Negligent homicide is when a person dies as a result of someone else’s criminal negligence.
Each state determines how to define negligent homicide and what the corresponding punishment is. Criminally negligent homicide cases are charged as involuntary manslaughter in California.
Involuntary manslaughter can apply in cases of both reckless homicide and negligent homicide. As a felony, involuntary manslaughter is punishable by up to four years in jail or prison and fines of up to $10,000.
Involuntary manslaughter in California
When a jury determines whether to convict someone of a crime, they consider whether or not certain facts of the case were true. These are known as the “elements of the crime.”
Involuntary manslaughter (Penal Code 192b PC) has three elements.
- The defendant broke a California state law that is not an inherently dangerous felony, or committed a lawful act in an unlawful manner.
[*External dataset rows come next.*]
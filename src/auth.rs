//! Auth-domain identifiers, principals, refresh credentials, and token secrets.

pub mod credential;
pub mod id;
pub mod pair;
pub mod password;
pub mod principal;
pub mod secret;

pub use credential::*;
pub use id::*;
pub use pair::*;
pub use principal::*;
pub use secret::*;
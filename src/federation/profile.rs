//! Provider profile attributes and merge outcomes.

// self
use crate::{_prelude::*, auth::Principal};

/// Identity attributes asserted by the provider.
#[derive(Clone, Debug, Default, PartialEq, Eq, Serialize, Deserialize)]
#[serde(rename_all = "camelCase")]
pub struct FederatedProfile {
	/// Provider subject identifier.
	pub federated_id: String,
	/// Email address; required for merging.
	pub email: Option<String>,
	/// Given name.
	pub given_name: Option<String>,
	/// Family name.
	pub family_name: Option<String>,
	/// Avatar URL.
	pub avatar_url: Option<String>,
	/// Full display name.
	pub display_name: Option<String>,
}

/// Principal resolved from a federated profile.
#[derive(Clone, Debug)]
pub struct MergeOutcome {
	/// Existing or newly created principal.
	pub principal: Principal,
	/// Whether the principal was created by the merge.
	pub created: bool,
}
//! Client-side session handling: token storage, single-flight refresh, broadcast adoption, and
//! logout.

pub mod coordinator;
pub mod session;
pub mod transport;

pub use coordinator::*;
pub use session::*;
pub use transport::*;

// self
use crate::_prelude::*;

/// Failures observed by client sessions and the refresh transport.
///
/// Cloneable so every waiter on a shared refresh receives the same value.
#[derive(Clone, Debug, PartialEq, Eq, ThisError)]
pub enum ClientError {
	/// The issuer answered with a non-success status.
	#[error("Refresh endpoint rejected the request with status {status}: {message}")]
	Rejected {
		/// HTTP status code.
		status: u16,
		/// Message returned by the issuer.
		message: String,
	},
	/// The request did not complete in time.
	#[error("Refresh request timed out.")]
	Timeout,
	/// The request failed before a response arrived.
	#[error("Network error while contacting the issuer: {message}")]
	Network {
		/// Transport-specific description.
		message: String,
	},
	/// The issuer answered with something other than the expected JSON.
	#[error("Issuer returned an unexpected response: {message}")]
	Protocol {
		/// Parse or decoding failure.
		message: String,
	},
	/// The session holds no credentials.
	#[error("Session is signed out.")]
	SignedOut,
}
impl ClientError {
	/// Whether the issuer rejected the credential itself (401/403), as opposed to failing to
	/// answer.
	pub fn is_rejection(&self) -> bool {
		matches!(self, ClientError::Rejected { status: 401 | 403, .. })
	}

	/// Whether the issuer refused the refresh credential (403: unknown, revoked, or expired),
	/// the shape a lost rotation race produces.
	pub fn is_credential_rejection(&self) -> bool {
		matches!(self, ClientError::Rejected { status: 403, .. })
	}
}

#[cfg(test)]
mod tests {
	// self
	use super::*;

	#[test]
	fn only_auth_statuses_count_as_rejections() {
		assert!(ClientError::Rejected { status: 403, message: "expired".into() }.is_rejection());
		assert!(ClientError::Rejected { status: 401, message: "gone".into() }.is_rejection());
		assert!(!ClientError::Rejected { status: 500, message: "boom".into() }.is_rejection());
		assert!(!ClientError::Timeout.is_rejection());
	}

	#[test]
	fn only_forbidden_counts_as_a_credential_rejection() {
		let forbidden = ClientError::Rejected { status: 403, message: "expired".into() };
		let missing_principal = ClientError::Rejected { status: 401, message: "gone".into() };

		assert!(forbidden.is_credential_rejection());
		assert!(!missing_principal.is_credential_rejection());
		assert!(!ClientError::Timeout.is_credential_rejection());
	}
}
- The act involved “criminal negligence.”
- The act caused someone else’s death.
There are some critical pieces in the language of the law to highlight and explain more. First, involuntary manslaughter charges in negligent homicide cases only apply when another law is broken. Simple accidents do not qualify.
Next, the prosecutor must show that the defendant acted with “criminal negligence,” which is much more than simple carelessness.
What is criminal negligence?
Criminal negligence in California goes beyond mere carelessness or error in judgment. It involves actions that are so reckless that they create a high risk of death or great bodily harm, and a reasonable person would have known that such actions could result in such a risk.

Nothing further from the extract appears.